È a questo livello che Benedetto XVI vede l’unica possibile congiunzione tra il pontificato della Misericordia di Giovanni Paolo II e quello di Francesco: «Giovanni Paolo II non è il rigorista morale, come qualcuno lo ha in parte dipinto. Con la centralità della Divina Misericordia, ci ha dato l’opportunità di accettare gli obblighi morali per l’uomo, anche quando non li possiamo pienamente adempiere. Inoltre, i nostri sforzi morali sono compiuti nella luce della Divina Misericordia, che si rivela una forza che guarisce la nostra debolezza». In altre parole, l’unica possibilità per uscire dalla confusione generata da Amoris Laetitia non è la ricerca di una via accessibile alle sole forze umane, non è l’arrendersi alla realtà di un peccato considerato insuperabile, ma è la ricerca della misericordia di Dio che dona la forza per vivere secondo le esigenze dei comandamenti.

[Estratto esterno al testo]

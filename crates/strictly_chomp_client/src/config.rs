//! Client configuration.
//!
//! Settings come from, in order of precedence: command-line flags (and
//! their environment variables), an optional TOML file, and finally
//! interactive prompts for whatever is still missing.

use crate::error::ClientError;
use crate::input::LineInput;
use derive_getters::Getters;
use derive_more::{Display, Error};
use serde::{Deserialize, Serialize};
use std::path::{Path, PathBuf};
use tracing::{debug, info, instrument, warn};

/// Configuration for one client run.
#[derive(Debug, Clone, PartialEq, Eq, Getters, Serialize, Deserialize)]
pub struct ClientConfig {
    /// Server host name or address.
    #[serde(default)]
    host: Option<String>,

    /// Server port.
    #[serde(default)]
    port: Option<u16>,

    /// Log filter directive (overridden by `RUST_LOG`).
    #[serde(default = "default_log_filter")]
    log_filter: String,

    /// Write logs here instead of standard error.
    #[serde(default)]
    log_file: Option<PathBuf>,
}

#[instrument]
fn default_log_filter() -> String {
    "warn".to_string()
}

impl Default for ClientConfig {
    fn default() -> Self {
        Self {
            host: None,
            port: None,
            log_filter: default_log_filter(),
            log_file: None,
        }
    }
}

impl ClientConfig {
    /// Loads configuration from TOML file.
    #[instrument(skip(path), fields(path = %path.as_ref().display()))]
    pub fn from_file(path: impl AsRef<Path>) -> Result<Self, ConfigError> {
        debug!("Loading config from file");
        let content = std::fs::read_to_string(path.as_ref())
            .map_err(|e| ConfigError::new(format!("Failed to read config file: {}", e)))?;

        let config: Self = toml::from_str(&content)
            .map_err(|e| ConfigError::new(format!("Failed to parse config: {}", e)))?;

        info!(host = ?config.host, port = ?config.port, "Config loaded successfully");
        Ok(config)
    }

    /// Lets explicitly given values win over the file.
    #[instrument(skip(self))]
    pub fn with_overrides(
        mut self,
        host: Option<String>,
        port: Option<u16>,
        log_file: Option<PathBuf>,
    ) -> Self {
        if host.is_some() {
            self.host = host;
        }
        if port.is_some() {
            self.port = port;
        }
        if log_file.is_some() {
            self.log_file = log_file;
        }
        self
    }

    /// Returns host and port, asking the player for whichever is missing.
    #[instrument(skip(self, input))]
    pub async fn resolve_endpoint(
        &self,
        input: &mut (impl LineInput + ?Sized),
    ) -> Result<(String, u16), ClientError> {
        let host = match &self.host {
            Some(host) => host.clone(),
            None => loop {
                let line = input
                    .prompt("enter host: ")
                    .await?
                    .ok_or_else(|| ConfigError::new("No host given".to_string()))?;
                let line = line.trim();
                if !line.is_empty() {
                    break line.to_string();
                }
            },
        };

        let port = match self.port {
            Some(port) => port,
            None => {
                let mut prompt = "enter port: ";
                loop {
                    let line = input
                        .prompt(prompt)
                        .await?
                        .ok_or_else(|| ConfigError::new("No port given".to_string()))?;
                    match line.trim().parse::<u16>() {
                        Ok(port) => break port,
                        Err(e) => {
                            warn!(input = %line, error = %e, "Rejected port");
                            prompt = "port must be a number from 0 to 65535, enter port: ";
                        }
                    }
                }
            }
        };

        Ok((host, port))
    }
}

/// Configuration error.
#[derive(Debug, Clone, PartialEq, Eq, Display, Error)]
#[display("Config error: {} at {}:{}", message, file, line)]
pub struct ConfigError {
    /// Error message.
    pub message: String,
    /// Line number where error occurred.
    pub line: u32,
    /// Source file where error occurred.
    pub file: &'static str,
}

impl ConfigError {
    /// Creates a new configuration error.
    #[track_caller]
    #[instrument(skip(message))]
    pub fn new(message: String) -> Self {
        let loc = std::panic::Location::caller();
        Self {
            message,
            line: loc.line(),
            file: loc.file(),
        }
    }
}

Alla morte di Giovanni Paolo II subito vennero avanzate le richieste della sua canonizzazione e anche di attribuirgli l’epiteto di “magno”. Per quest’ultimo aspetto, Benedetto XVI riflette che, in effetti, le conseguenze sul piano politico del pontificato di Giovanni Paolo II hanno qualcosa di molto simile a quelle degli unici due papi che vengono appunto identificati con tale epiteto.

San Leone I, «senza armi, senza potere politico o militare, grazie al potere delle sue convinzioni di fede, fu in grado di convincere il temuto tiranno a risparmiare Roma. Nella lotta tra lo spirito e il potere, lo spirito si dimostrò più forte». Anche san Gregorio I dovette fronteggiare la minaccia longobarda «opponendo lo spirito al potere e vincendo la vittoria dello spirito». Come loro, anche Giovanni Paolo II «non aveva un potere politico o militare [...]. Nondimeno, il potere della fede si rivelò essere una forza che alla fine scardinò il sistema di potere sovietico nel 1989 e rese possibile un nuovo inizio. Indubbiamente, la fede del Papa fu elemento essenziale nel crollo dei poteri».

Questa tangibilità del potere della fede è «per noi un segno di speranza e fiducia» anche oggi, «in un tempo in cui la Chiesa sta ancora soffrendo l’oppressione del male».